Task brief: Show only those lines of the entries where the string "simulation" is found.

Data to use:

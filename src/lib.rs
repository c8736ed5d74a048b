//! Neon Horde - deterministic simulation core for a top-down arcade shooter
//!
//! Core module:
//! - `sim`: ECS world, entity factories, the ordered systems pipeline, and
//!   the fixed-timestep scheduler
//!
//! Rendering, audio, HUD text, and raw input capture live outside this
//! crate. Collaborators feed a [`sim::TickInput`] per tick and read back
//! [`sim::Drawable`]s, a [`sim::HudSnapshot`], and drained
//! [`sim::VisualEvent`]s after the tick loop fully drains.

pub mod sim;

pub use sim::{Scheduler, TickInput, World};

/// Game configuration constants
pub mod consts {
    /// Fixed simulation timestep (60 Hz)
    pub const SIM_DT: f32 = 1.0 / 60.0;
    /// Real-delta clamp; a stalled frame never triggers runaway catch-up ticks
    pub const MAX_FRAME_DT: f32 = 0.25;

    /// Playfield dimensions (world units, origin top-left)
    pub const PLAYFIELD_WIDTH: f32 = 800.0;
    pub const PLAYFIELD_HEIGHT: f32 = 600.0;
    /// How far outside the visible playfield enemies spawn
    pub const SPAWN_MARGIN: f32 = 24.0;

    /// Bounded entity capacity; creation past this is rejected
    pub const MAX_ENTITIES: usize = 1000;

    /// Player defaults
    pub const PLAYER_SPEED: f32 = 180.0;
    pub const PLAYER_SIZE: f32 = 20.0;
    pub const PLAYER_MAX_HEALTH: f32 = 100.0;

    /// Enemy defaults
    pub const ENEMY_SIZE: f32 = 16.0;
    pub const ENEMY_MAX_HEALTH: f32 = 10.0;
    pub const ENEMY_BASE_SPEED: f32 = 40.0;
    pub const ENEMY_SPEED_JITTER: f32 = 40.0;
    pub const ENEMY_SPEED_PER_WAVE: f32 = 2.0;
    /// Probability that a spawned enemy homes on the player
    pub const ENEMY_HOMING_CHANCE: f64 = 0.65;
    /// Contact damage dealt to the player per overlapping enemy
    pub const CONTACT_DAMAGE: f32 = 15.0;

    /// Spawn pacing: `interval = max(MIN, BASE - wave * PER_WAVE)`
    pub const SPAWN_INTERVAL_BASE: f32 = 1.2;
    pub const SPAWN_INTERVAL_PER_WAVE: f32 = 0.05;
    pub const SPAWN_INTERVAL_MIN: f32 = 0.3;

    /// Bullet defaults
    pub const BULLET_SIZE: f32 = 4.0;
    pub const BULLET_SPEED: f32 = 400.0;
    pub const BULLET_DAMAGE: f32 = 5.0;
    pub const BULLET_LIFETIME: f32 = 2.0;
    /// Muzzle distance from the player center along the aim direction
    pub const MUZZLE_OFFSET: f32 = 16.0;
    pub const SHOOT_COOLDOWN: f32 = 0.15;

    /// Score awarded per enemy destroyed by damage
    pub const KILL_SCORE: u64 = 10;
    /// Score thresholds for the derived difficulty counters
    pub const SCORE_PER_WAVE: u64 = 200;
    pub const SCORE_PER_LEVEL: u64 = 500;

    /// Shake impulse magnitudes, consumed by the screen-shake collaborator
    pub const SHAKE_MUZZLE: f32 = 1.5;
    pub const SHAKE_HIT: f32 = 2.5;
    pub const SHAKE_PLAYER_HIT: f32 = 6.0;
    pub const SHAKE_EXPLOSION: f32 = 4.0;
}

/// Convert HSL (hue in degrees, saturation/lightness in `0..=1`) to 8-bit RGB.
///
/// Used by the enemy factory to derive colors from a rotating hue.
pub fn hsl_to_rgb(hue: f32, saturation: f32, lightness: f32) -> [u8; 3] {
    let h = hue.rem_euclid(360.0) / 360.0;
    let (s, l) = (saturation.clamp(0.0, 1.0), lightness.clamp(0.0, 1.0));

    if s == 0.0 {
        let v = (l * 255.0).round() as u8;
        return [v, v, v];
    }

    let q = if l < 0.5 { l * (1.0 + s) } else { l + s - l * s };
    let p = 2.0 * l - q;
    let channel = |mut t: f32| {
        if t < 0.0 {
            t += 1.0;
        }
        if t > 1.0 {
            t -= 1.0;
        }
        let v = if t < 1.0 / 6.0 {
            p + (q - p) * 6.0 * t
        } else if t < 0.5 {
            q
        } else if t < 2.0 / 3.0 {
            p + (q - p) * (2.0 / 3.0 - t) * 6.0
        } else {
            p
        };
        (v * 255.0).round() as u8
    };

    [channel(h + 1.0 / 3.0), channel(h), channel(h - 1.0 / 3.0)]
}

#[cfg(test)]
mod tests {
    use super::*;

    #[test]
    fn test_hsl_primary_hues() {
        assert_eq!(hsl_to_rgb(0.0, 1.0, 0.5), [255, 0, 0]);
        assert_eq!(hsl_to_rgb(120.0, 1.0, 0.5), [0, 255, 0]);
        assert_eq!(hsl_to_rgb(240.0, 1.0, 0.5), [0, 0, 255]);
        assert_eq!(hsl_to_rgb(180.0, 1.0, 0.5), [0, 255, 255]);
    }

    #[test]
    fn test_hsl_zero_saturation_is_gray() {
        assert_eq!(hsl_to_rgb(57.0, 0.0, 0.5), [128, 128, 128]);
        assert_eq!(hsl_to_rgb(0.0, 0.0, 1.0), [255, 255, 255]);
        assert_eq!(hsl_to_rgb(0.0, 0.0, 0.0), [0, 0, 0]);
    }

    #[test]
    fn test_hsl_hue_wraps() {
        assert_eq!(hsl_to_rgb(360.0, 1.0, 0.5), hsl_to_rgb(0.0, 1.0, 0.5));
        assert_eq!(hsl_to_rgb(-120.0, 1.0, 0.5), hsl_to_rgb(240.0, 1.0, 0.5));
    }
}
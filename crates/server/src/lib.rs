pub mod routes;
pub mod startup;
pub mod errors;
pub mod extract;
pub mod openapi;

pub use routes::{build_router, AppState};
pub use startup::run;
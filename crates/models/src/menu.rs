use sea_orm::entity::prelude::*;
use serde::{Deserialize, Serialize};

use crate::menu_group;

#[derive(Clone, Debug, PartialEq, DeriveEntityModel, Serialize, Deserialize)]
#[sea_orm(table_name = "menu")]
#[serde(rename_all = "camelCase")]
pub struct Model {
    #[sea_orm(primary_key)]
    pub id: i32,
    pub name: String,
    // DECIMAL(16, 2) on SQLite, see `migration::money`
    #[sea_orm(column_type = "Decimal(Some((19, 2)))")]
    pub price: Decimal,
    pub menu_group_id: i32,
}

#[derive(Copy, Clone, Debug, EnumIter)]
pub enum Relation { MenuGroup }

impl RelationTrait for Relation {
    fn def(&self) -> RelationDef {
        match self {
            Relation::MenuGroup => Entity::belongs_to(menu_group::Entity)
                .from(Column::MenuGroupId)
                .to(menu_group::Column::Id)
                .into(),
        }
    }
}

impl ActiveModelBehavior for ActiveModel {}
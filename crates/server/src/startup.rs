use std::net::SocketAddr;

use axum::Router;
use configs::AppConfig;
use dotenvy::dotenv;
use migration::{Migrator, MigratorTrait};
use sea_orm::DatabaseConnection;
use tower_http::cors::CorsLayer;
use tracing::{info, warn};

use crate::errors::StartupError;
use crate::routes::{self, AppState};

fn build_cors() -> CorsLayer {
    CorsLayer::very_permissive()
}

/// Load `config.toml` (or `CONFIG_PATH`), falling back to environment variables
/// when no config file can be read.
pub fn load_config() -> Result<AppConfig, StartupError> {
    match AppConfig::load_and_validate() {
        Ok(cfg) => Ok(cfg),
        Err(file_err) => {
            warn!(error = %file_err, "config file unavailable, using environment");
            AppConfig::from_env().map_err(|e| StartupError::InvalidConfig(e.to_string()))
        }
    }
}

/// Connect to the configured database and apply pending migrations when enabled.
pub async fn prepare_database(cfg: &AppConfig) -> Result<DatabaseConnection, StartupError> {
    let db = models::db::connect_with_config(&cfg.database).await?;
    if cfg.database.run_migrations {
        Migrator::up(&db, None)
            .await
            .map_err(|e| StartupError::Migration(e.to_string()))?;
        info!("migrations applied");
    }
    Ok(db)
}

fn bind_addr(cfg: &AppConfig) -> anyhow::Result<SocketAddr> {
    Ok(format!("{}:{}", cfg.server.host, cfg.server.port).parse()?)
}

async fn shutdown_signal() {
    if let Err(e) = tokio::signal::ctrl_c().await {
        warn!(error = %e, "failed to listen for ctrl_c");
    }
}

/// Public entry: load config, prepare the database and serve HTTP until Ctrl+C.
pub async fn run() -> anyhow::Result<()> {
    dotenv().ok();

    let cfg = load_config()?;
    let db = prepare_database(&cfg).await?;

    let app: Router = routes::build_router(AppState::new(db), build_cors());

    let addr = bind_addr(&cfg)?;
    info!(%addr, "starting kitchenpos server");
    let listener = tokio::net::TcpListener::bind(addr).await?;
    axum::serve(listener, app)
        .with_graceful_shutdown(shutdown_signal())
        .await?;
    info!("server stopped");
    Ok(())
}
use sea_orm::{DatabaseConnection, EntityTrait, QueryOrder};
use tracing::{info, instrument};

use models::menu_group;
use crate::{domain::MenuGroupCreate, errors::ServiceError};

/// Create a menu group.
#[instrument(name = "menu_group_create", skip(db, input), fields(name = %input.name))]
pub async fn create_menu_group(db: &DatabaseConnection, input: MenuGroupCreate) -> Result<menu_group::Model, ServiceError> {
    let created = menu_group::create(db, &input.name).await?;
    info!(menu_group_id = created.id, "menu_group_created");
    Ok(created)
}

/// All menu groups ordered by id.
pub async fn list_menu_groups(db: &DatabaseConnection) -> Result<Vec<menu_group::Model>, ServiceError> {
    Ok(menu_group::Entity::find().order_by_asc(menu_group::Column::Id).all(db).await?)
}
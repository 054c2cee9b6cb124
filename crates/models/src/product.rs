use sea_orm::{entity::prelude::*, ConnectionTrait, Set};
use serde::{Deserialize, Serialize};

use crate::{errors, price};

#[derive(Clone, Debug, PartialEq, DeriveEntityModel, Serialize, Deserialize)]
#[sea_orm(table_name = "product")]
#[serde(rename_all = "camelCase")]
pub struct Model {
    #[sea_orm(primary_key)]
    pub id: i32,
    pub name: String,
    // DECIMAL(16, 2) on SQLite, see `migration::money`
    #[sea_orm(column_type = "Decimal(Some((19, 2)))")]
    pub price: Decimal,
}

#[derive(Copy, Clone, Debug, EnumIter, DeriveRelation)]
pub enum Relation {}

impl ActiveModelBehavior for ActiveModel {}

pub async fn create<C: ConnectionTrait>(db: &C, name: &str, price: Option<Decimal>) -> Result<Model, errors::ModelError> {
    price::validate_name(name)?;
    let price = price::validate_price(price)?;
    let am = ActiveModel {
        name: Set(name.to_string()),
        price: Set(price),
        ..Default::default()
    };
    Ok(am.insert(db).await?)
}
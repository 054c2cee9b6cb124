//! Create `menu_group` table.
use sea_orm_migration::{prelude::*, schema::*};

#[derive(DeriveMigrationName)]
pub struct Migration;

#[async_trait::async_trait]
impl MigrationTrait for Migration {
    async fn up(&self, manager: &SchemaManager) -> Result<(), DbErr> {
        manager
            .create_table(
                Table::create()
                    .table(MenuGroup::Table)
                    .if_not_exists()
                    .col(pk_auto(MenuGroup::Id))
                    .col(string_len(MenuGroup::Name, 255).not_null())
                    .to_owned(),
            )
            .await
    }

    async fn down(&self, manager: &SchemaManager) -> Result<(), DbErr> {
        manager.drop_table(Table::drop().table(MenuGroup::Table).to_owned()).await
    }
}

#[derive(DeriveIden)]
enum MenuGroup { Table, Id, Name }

The completed task:
//! Neon Horde - deterministic simulation core for a top-down arcade shooter
    /// Fixed simulation timestep (60 Hz)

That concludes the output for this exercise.